Immerse the glue in an aqueous solution containing
A method for activating glue, which is sprayed on glue. 14. The method of claim 1 wherein the glue disease is a swelling fungus disease or a germ disease.
13. The method according to claim 12, wherein the disease is a disease, green spot disease or filamentous bacteriosis.
A method for controlling the disease of Nori or the method of preventing Nori disease. 15. The concentration of pyridinium salts is from 1 to 100.
15. The method according to claim 11, wherein the amount is 0 ppm.
Law. 16. The processing time of pyridinium salts is from 1 second to
The method according to any one of claims 11 to 15, which is for one hour. 17. The method according to claim 17, wherein the pyridinium salt is cetylpyridinium.
The glue disease prevention according to claim 2, which is muchloride monohydrate.
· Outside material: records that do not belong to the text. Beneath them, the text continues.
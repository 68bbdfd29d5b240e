//! Customer quote PDF built from the matched takeoff.

use axum::{
    extract::{Path, State},
    response::IntoResponse,
};
use chrono::Utc;
use rust_decimal::Decimal;
use std::sync::Arc;
use uuid::Uuid;

use super::companies::{fetch_company, load_company_rates, CompanyRow};
use super::require_project;
use crate::api::FileDownload;
use crate::app::AppState;
use crate::auth::RequireTenant;
use crate::domain::f64_to_decimal;
use crate::error::ApiError;
use crate::services::quote_pdf::{self, CompanyBlock, CustomerBlock, QuoteDocument, QuoteLine};

pub(crate) fn company_block(company: &CompanyRow) -> CompanyBlock {
    CompanyBlock {
        name: company.name.clone(),
        address_lines: company.address_lines(),
        phone: company.phone.clone(),
    }
}

#[derive(Debug, sqlx::FromRow)]
struct MatchedLine {
    qty: Decimal,
    takeoff_unit_price: Option<Decimal>,
    takeoff_category: Option<String>,
    product_code: String,
    description: String,
    category: String,
    unit: String,
    unit_price: Decimal,
}

impl From<MatchedLine> for QuoteLine {
    fn from(line: MatchedLine) -> Self {
        Self {
            category: line.takeoff_category.unwrap_or(line.category),
            qty: line.qty,
            product_code: line.product_code,
            description: line.description,
            unit_price: line.takeoff_unit_price.unwrap_or(line.unit_price),
            unit: line.unit,
        }
    }
}

/// POST /projects/:project_id/quote-pdf
pub async fn generate_quote_pdf(
    State(state): State<Arc<AppState>>,
    tenant: RequireTenant,
    Path(project_id): Path<Uuid>,
) -> Result<impl IntoResponse, ApiError> {
    let project = require_project(&state.db, tenant.company_id, project_id).await?;

    let lines: Vec<MatchedLine> = sqlx::query_as(
        r#"
        SELECT t.qty, t.unit_price AS takeoff_unit_price, t.category AS takeoff_category,
               m.product_code, m.description, m.category, m.unit, m.unit_price
        FROM takeoff_items t
        JOIN materials m ON m.id = t.matched_material_id AND m.company_id = $2
        WHERE t.project_id = $1
        ORDER BY t.created_at, t.id
        "#,
    )
    .bind(project_id)
    .bind(tenant.company_id)
    .fetch_all(&state.db)
    .await?;

    if lines.is_empty() {
        return Err(ApiError::bad_request(
            "No takeoff items are matched to catalog materials",
        ));
    }

    let company = fetch_company(&state.db, tenant.company_id).await?;
    let tax_percentage = load_company_rates(&state.db, tenant.company_id)
        .await?
        .and_then(|r| r.sales_tax_percent)
        .and_then(f64_to_decimal);

    let today = Utc::now().date_naive();
    let quote_number = quote_pdf::quote_number(today, Uuid::new_v4());
    let filename = quote_pdf::quote_filename(&quote_number, Some(&project.job_number));

    let document = QuoteDocument {
        company: company_block(&company),
        customer: CustomerBlock {
            customer_name: project.customer_name,
            contact: project.customer_contact,
            job_name: project.name,
            job_number: Some(project.job_number),
            location: project.location,
        },
        quote_number,
        quote_date: today,
        lines: lines.into_iter().map(QuoteLine::from).collect(),
        tax_percentage,
        expires_on: None,
        delivery: None,
        special_instructions: None,
    };

    let line_count = document.lines.len();
    let totals = document.totals();
    let bytes = tokio::task::spawn_blocking(move || quote_pdf::render_quote(&document))
        .await
        .map_err(|e| ApiError::internal(format!("PDF task failed: {}", e)))??;

    tracing::info!(
        user_id = %tenant.user_id,
        project_id = %project_id,
        lines = line_count,
        grand_total = %totals.grand_total,
        bytes = bytes.len(),
        "Quote PDF generated"
    );

    Ok(FileDownload::pdf(bytes, filename))
}
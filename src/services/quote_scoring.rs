//! Weighted scoring of competing vendor quotes.

use serde::{Deserialize, Serialize};
use uuid::Uuid;

/// Lead times are capped at this many days when scoring
const MAX_LEAD_TIME_DAYS: f64 = 90.0;

/// Score used when a quote has no lead time
const UNKNOWN_LEAD_TIME_SCORE: f64 = 0.5;

/// Tolerance on the sum of the weights
const WEIGHT_TOLERANCE: f64 = 0.01;

#[derive(Debug, Clone, Copy, Serialize, Deserialize, PartialEq)]
pub struct ScoreWeights {
    #[serde(default = "default_price_weight")]
    pub price_weight: f64,
    #[serde(default = "default_rating_weight")]
    pub rating_weight: f64,
    #[serde(default = "default_lead_time_weight")]
    pub lead_time_weight: f64,
}

fn default_price_weight() -> f64 {
    0.7
}

fn default_rating_weight() -> f64 {
    0.2
}

fn default_lead_time_weight() -> f64 {
    0.1
}

impl Default for ScoreWeights {
    fn default() -> Self {
        Self {
            price_weight: default_price_weight(),
            rating_weight: default_rating_weight(),
            lead_time_weight: default_lead_time_weight(),
        }
    }
}

impl ScoreWeights {
    pub fn validate(&self) -> Result<(), String> {
        let weights = [self.price_weight, self.rating_weight, self.lead_time_weight];
        if weights.iter().any(|w| !(0.0..=1.0).contains(w)) {
            return Err("Weights must each be between 0 and 1".to_string());
        }
        let total: f64 = weights.iter().sum();
        if (total - 1.0).abs() > WEIGHT_TOLERANCE {
            return Err(format!("Criteria weights must sum to 1.0 (got {:.2})", total));
        }
        Ok(())
    }
}

/// A quote as seen by the scorer
#[derive(Debug, Clone)]
pub struct QuoteCandidate {
    pub quote_id: Uuid,
    pub total_price: f64,
    /// Vendor rating on a 0-5 scale
    pub vendor_rating: Option<f64>,
    pub lead_time_days: Option<i32>,
}

#[derive(Debug, Clone, Serialize)]
pub struct QuoteScore {
    pub quote_id: Uuid,
    pub total_score: f64,
    pub price_score: f64,
    pub rating_score: f64,
    pub lead_time_score: f64,
    pub rank: usize,
}

fn price_scores(candidates: &[QuoteCandidate]) -> Vec<f64> {
    let min = candidates
        .iter()
        .map(|c| c.total_price)
        .fold(f64::INFINITY, f64::min);
    let max = candidates
        .iter()
        .map(|c| c.total_price)
        .fold(f64::NEG_INFINITY, f64::max);
    let range = if max > min { max - min } else { 1.0 };

    candidates
        .iter()
        .map(|c| 1.0 - (c.total_price - min) / range)
        .collect()
}

fn lead_time_score(days: Option<i32>) -> f64 {
    match days {
        Some(d) => 1.0 - (f64::from(d.max(0)).min(MAX_LEAD_TIME_DAYS) / MAX_LEAD_TIME_DAYS),
        None => UNKNOWN_LEAD_TIME_SCORE,
    }
}

fn round4(value: f64) -> f64 {
    (value * 10_000.0).round() / 10_000.0
}

/// Score and rank quotes, best first.
///
/// `unknown_rating_score` is what a quote without a rated vendor gets on the
/// rating criterion.
pub fn rank_quotes(
    candidates: &[QuoteCandidate],
    weights: &ScoreWeights,
    unknown_rating_score: f64,
) -> Vec<QuoteScore> {
    if candidates.is_empty() {
        return Vec::new();
    }

    let prices = price_scores(candidates);

    let mut scores: Vec<QuoteScore> = candidates
        .iter()
        .zip(prices)
        .map(|(candidate, price_score)| {
            let rating_score = candidate
                .vendor_rating
                .filter(|r| *r > 0.0)
                .map(|r| r.min(5.0) / 5.0)
                .unwrap_or(unknown_rating_score);
            let lead_time_score = lead_time_score(candidate.lead_time_days);

            let total = price_score * weights.price_weight
                + rating_score * weights.rating_weight
                + lead_time_score * weights.lead_time_weight;

            QuoteScore {
                quote_id: candidate.quote_id,
                total_score: round4(total),
                price_score: round4(price_score),
                rating_score: round4(rating_score),
                lead_time_score: round4(lead_time_score),
                rank: 0,
            }
        })
        .collect();

    scores.sort_by(|a, b| b.total_score.total_cmp(&a.total_score));
    for (idx, score) in scores.iter_mut().enumerate() {
        score.rank = idx + 1;
    }
    scores
}

/// Best-value quote within a comparison group, with a human-readable reason.
pub fn recommend(candidates: &[QuoteCandidate]) -> Option<(Uuid, String)> {
    let best = rank_quotes(candidates, &ScoreWeights::default(), 0.5)
        .into_iter()
        .next()?;
    Some((
        best.quote_id,
        format!("Best overall value (Score: {:.2})", best.total_score),
    ))
}

#[cfg(test)]
mod tests {
    use super::*;

    fn candidate(price: f64, rating: Option<f64>, lead: Option<i32>) -> QuoteCandidate {
        QuoteCandidate {
            quote_id: Uuid::new_v4(),
            total_price: price,
            vendor_rating: rating,
            lead_time_days: lead,
        }
    }

    #[test]
    fn weights_must_sum_to_one() {
        assert!(ScoreWeights::default().validate().is_ok());
        let skewed = ScoreWeights {
            price_weight: 0.5,
            rating_weight: 0.2,
            lead_time_weight: 0.1,
        };
        assert!(skewed.validate().is_err());
        let close_enough = ScoreWeights {
            price_weight: 0.695,
            rating_weight: 0.2,
            lead_time_weight: 0.1,
        };
        assert!(close_enough.validate().is_ok());
    }

    #[test]
    fn cheapest_quote_scores_full_price_points() {
        let quotes = vec![
            candidate(1000.0, None, None),
            candidate(1500.0, None, None),
            candidate(2000.0, None, None),
        ];
        let ranked = rank_quotes(&quotes, &ScoreWeights::default(), 0.0);
        assert_eq!(ranked[0].quote_id, quotes[0].quote_id);
        assert_eq!(ranked[0].price_score, 1.0);
        assert_eq!(ranked[1].price_score, 0.5);
        assert_eq!(ranked[2].price_score, 0.0);
        assert_eq!(ranked.iter().map(|r| r.rank).collect::<Vec<_>>(), vec![1, 2, 3]);
    }

    #[test]
    fn equal_prices_all_score_one() {
        let quotes = vec![candidate(800.0, None, Some(10)), candidate(800.0, None, Some(40))];
        let ranked = rank_quotes(&quotes, &ScoreWeights::default(), 0.0);
        assert!(ranked.iter().all(|r| r.price_score == 1.0));
        assert_eq!(ranked[0].quote_id, quotes[0].quote_id);
    }

    #[test]
    fn rating_and_lead_time_can_outweigh_small_price_gap() {
        let cheap_slow = candidate(1000.0, None, Some(90));
        let pricier_fast = candidate(1010.0, Some(5.0), Some(0));
        let outlier = candidate(2000.0, None, None);
        let quotes = vec![cheap_slow.clone(), pricier_fast.clone(), outlier];
        let ranked = rank_quotes(&quotes, &ScoreWeights::default(), 0.0);
        assert_eq!(ranked[0].quote_id, pricier_fast.quote_id);
        assert_eq!(ranked[1].quote_id, cheap_slow.quote_id);
        // 0.7 * 0.99 + 0.2 * 1 + 0.1 * 1
        assert_eq!(ranked[0].total_score, 0.993);
    }

    #[test]
    fn lead_time_scoring() {
        assert_eq!(lead_time_score(None), 0.5);
        assert_eq!(lead_time_score(Some(0)), 1.0);
        assert_eq!(lead_time_score(Some(45)), 0.5);
        assert_eq!(lead_time_score(Some(200)), 0.0);
    }

    #[test]
    fn recommendation_reason_format() {
        let quotes = vec![candidate(500.0, None, None)];
        let (id, reason) = recommend(&quotes).unwrap();
        assert_eq!(id, quotes[0].quote_id);
        // 0.7 * 1 + 0.2 * 0.5 + 0.1 * 0.5
        assert_eq!(reason, "Best overall value (Score: 0.85)");
        assert!(recommend(&[]).is_none());
    }
}
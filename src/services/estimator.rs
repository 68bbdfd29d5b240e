//! Cost roll-up for a project's takeoff.
//!
//! Each takeoff line is priced from an accepted vendor quote, a catalog material,
//! or not at all. Labor and equipment are derived from quantity and unit.
//! Overhead, profit and tax are then layered on the direct cost.

use rust_decimal::prelude::*;
use rust_decimal::{Decimal, RoundingStrategy};
use serde::{Deserialize, Serialize};
use uuid::Uuid;

use crate::domain::companies::CompanyRates;

pub const DEFAULT_OVERHEAD_PERCENT: Decimal = Decimal::from_parts(15, 0, 0, false, 0);
pub const DEFAULT_PROFIT_PERCENT: Decimal = Decimal::from_parts(10, 0, 0, false, 0);
pub const DEFAULT_TAX_PERCENT: Decimal = Decimal::from_parts(9, 0, 0, false, 0);
pub const DEFAULT_LABOR_RATE: Decimal = Decimal::from_parts(35, 0, 0, false, 0);
pub const DEFAULT_EQUIPMENT_RATE: Decimal = Decimal::from_parts(75, 0, 0, false, 0);

/// Equipment hours per labor hour (0.25)
const EQUIPMENT_HOURS_RATIO: Decimal = Decimal::from_parts(25, 0, 0, false, 2);

const HUNDRED: Decimal = Decimal::ONE_HUNDRED;

/// Labor hours per unit of quantity
pub fn productivity_hours(unit: &str) -> Decimal {
    let (mantissa, scale) = match unit.trim().to_uppercase().as_str() {
        "CY" => (5, 1),
        "SY" => (2, 1),
        "LF" => (1, 1),
        "EA" => (20, 1),
        "LS" => (400, 1),
        "TON" => (3, 1),
        _ => (5, 1),
    };
    Decimal::new(mantissa, scale)
}

/// Round to cents, midpoint away from zero
pub fn money(value: Decimal) -> Decimal {
    value.round_dp_with_strategy(2, RoundingStrategy::MidpointAwayFromZero)
}

fn from_f64(value: f64) -> Option<Decimal> {
    Decimal::from_f64(value)
}

fn mean_rate(rates: impl Iterator<Item = f64>) -> Option<Decimal> {
    let positive: Vec<Decimal> = rates.filter(|r| *r > 0.0).filter_map(from_f64).collect();
    if positive.is_empty() {
        return None;
    }
    Some(positive.iter().copied().sum::<Decimal>() / Decimal::from(positive.len()))
}

/// Caller-supplied switches and overrides for one estimate run
#[derive(Debug, Clone)]
pub struct EstimateOptions {
    pub apply_overhead: bool,
    pub apply_profit: bool,
    pub materials_only: bool,
    pub overhead_percentage: Option<Decimal>,
    pub profit_percentage: Option<Decimal>,
    pub tax_percentage: Option<Decimal>,
}

impl Default for EstimateOptions {
    fn default() -> Self {
        Self {
            apply_overhead: true,
            apply_profit: true,
            materials_only: false,
            overhead_percentage: None,
            profit_percentage: None,
            tax_percentage: None,
        }
    }
}

/// Effective rates after merging company settings with request overrides
#[derive(Debug, Clone, PartialEq)]
pub struct RateCard {
    pub labor_rate: Decimal,
    pub equipment_rate: Decimal,
    pub overhead_percentage: Decimal,
    pub profit_percentage: Decimal,
    /// (threshold, percentage points off profit), highest threshold first
    pub volume_discounts: Vec<(Decimal, Decimal)>,
    pub tax_percentage: Decimal,
}

impl RateCard {
    pub fn resolve(company: Option<&CompanyRates>, options: &EstimateOptions) -> Self {
        let labor_rate = company
            .and_then(|c| mean_rate(c.labor_rates.values().copied()))
            .unwrap_or(DEFAULT_LABOR_RATE);
        let equipment_rate = company
            .and_then(|c| mean_rate(c.equipment_rates.values().copied()))
            .unwrap_or(DEFAULT_EQUIPMENT_RATE);

        let overhead_percentage = options
            .overhead_percentage
            .or_else(|| company.and_then(|c| c.overhead.percentage).and_then(from_f64))
            .unwrap_or(DEFAULT_OVERHEAD_PERCENT);

        let profit_percentage = options
            .profit_percentage
            .or_else(|| {
                company
                    .and_then(|c| c.margin.profit_margin_target)
                    .and_then(from_f64)
            })
            .unwrap_or(DEFAULT_PROFIT_PERCENT);

        let tax_percentage = options
            .tax_percentage
            .or_else(|| company.and_then(|c| c.sales_tax_percent).and_then(from_f64))
            .unwrap_or(DEFAULT_TAX_PERCENT);

        let mut volume_discounts: Vec<(Decimal, Decimal)> = company
            .map(|c| {
                c.margin
                    .volume_discount_tiers
                    .iter()
                    .filter_map(|(threshold, discount)| {
                        Some((Decimal::from_str(threshold.trim()).ok()?, from_f64(*discount)?))
                    })
                    .collect()
            })
            .unwrap_or_default();
        volume_discounts.sort_by(|a, b| b.0.cmp(&a.0));

        Self {
            labor_rate,
            equipment_rate,
            overhead_percentage,
            profit_percentage,
            volume_discounts,
            tax_percentage,
        }
    }

    /// Profit percentage after the largest volume discount the subtotal qualifies for.
    pub fn discounted_profit_percentage(&self, subtotal_with_overhead: Decimal) -> Decimal {
        let discount = self
            .volume_discounts
            .iter()
            .find(|(threshold, _)| subtotal_with_overhead >= *threshold)
            .map(|(_, discount)| *discount)
            .unwrap_or(Decimal::ZERO);
        (self.profit_percentage - discount).max(Decimal::ZERO)
    }
}

/// One takeoff line to be priced
#[derive(Debug, Clone)]
pub struct TakeoffLine {
    pub id: Uuid,
    pub label: String,
    pub qty: Decimal,
    pub unit: String,
    pub category: Option<String>,
}

/// Where a line's material cost comes from
#[derive(Debug, Clone)]
pub enum CostBasis {
    AcceptedQuote {
        quote_id: Uuid,
        vendor_name: String,
        total_price: Decimal,
    },
    Catalog {
        material_id: Uuid,
        description: String,
        category: String,
        unit_price: Decimal,
        confidence: f64,
        auto_matched: bool,
    },
    Unpriced,
}

#[derive(Debug, Clone, Copy, PartialEq, Eq, Serialize, Deserialize)]
#[serde(rename_all = "snake_case")]
pub enum CostSource {
    Quote,
    Catalog,
    AutoMatch,
    Unmatched,
}

#[derive(Debug, Clone)]
pub struct PricedLine {
    pub takeoff_item_id: Uuid,
    pub label: String,
    pub qty: Decimal,
    pub unit: String,
    pub category: Option<String>,
    pub source: CostSource,
    pub material_id: Option<Uuid>,
    pub quote_id: Option<Uuid>,
    pub priced_as: Option<String>,
    pub unit_price: Option<Decimal>,
    pub material_cost: Decimal,
    pub labor_hours: Decimal,
    pub labor_cost: Decimal,
    pub equipment_cost: Decimal,
    pub confidence: f64,
}

impl PricedLine {
    pub fn is_priced(&self) -> bool {
        self.source != CostSource::Unmatched
    }

    pub fn line_total(&self) -> Decimal {
        self.material_cost + self.labor_cost + self.equipment_cost
    }
}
Remover or Nori disease prevention agent. 18. The method according to claim 18, wherein the pyridinium salt is cetylpyridinium.
4. Nori activation according to claim 3, which is muchloride monohydrate.
Agent. 19. The method according to claim 19, wherein the pyridinium salt is octylpyridini.
3. The glue disease controlling agent according to claim 2, which is um chloride.
Or Nori disease prevention agent. (20) the pyridinium salt is octylpyridini;
The glue activator according to claim 3, which is um chloride.